- What the task requires -
Repeat word for word the line with "pub mod parser;" and every line after it until the records below run out.

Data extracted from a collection
....
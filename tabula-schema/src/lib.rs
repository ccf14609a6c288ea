//! # tabula-schema
//!
//! Front end of the tabula schema compiler.
//!
//! This crate provides:
//! - A lexer and recursive-descent parser for `.ort` schema files
//! - A linker resolving every by-name reference in ordered batches
//! - Join alias assignment and post-link validation
//! - A canonical printer and a per-role access audit of a linked model
//! - Change records between two linked models
//! - Configuration parsing for `tabula.toml`
//!
//! ## Example
//!
//! ```rust
//! use tabula_schema::Compiler;
//!
//! let mut compiler = Compiler::new();
//! compiler.parse_str("db.ort", r#"
//!     struct company {
//!         field id int rowid;
//!         field name text;
//!     };
//!     struct user {
//!         field id int rowid;
//!         field cid:company.id int;
//!         field company struct cid;
//!         search company.name: name bycompany;
//!     };
//! "#);
//!
//! let model = compiler.finish()?;
//! let user = model.find_struct("user").unwrap();
//! assert_eq!(model[user].alias("company"), Some("_a"));
//! # Ok::<(), tabula_schema::SchemaError>(())
//! ```

pub mod alias;
pub mod audit;
pub mod compiler;
pub mod config;
pub mod diag;
pub mod diff;
pub mod error;
pub mod lexer;
pub mod linker;
pub mod logging;
pub mod model;
pub mod parser;
pub mod resolve;
pub mod validator;
pub mod writer;

pub use audit::{AuditReport, audit};
pub use compiler::{Compilation, Compiler};
pub use config::CompilerConfig;
pub use diag::{Diagnostics, Message, Position, Severity};
pub use diff::{Change, SchemaDiff, diff};
pub use error::{SchemaError, SchemaResult};
pub use model::Model;
pub use parser::ParseContext;
pub use writer::write_model;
....
- Answer for this exercise -
pub mod parser;
pub mod resolve;
pub mod validator;
pub mod writer;

pub use audit::{AuditReport, audit};
pub use compiler::{Compilation, Compiler};
pub use config::CompilerConfig;
pub use diag::{Diagnostics, Message, Position, Severity};
pub use diff::{Change, SchemaDiff, diff};
pub use error::{SchemaError, SchemaResult};
pub use model::Model;
pub use parser::ParseContext;
pub use writer::write_model;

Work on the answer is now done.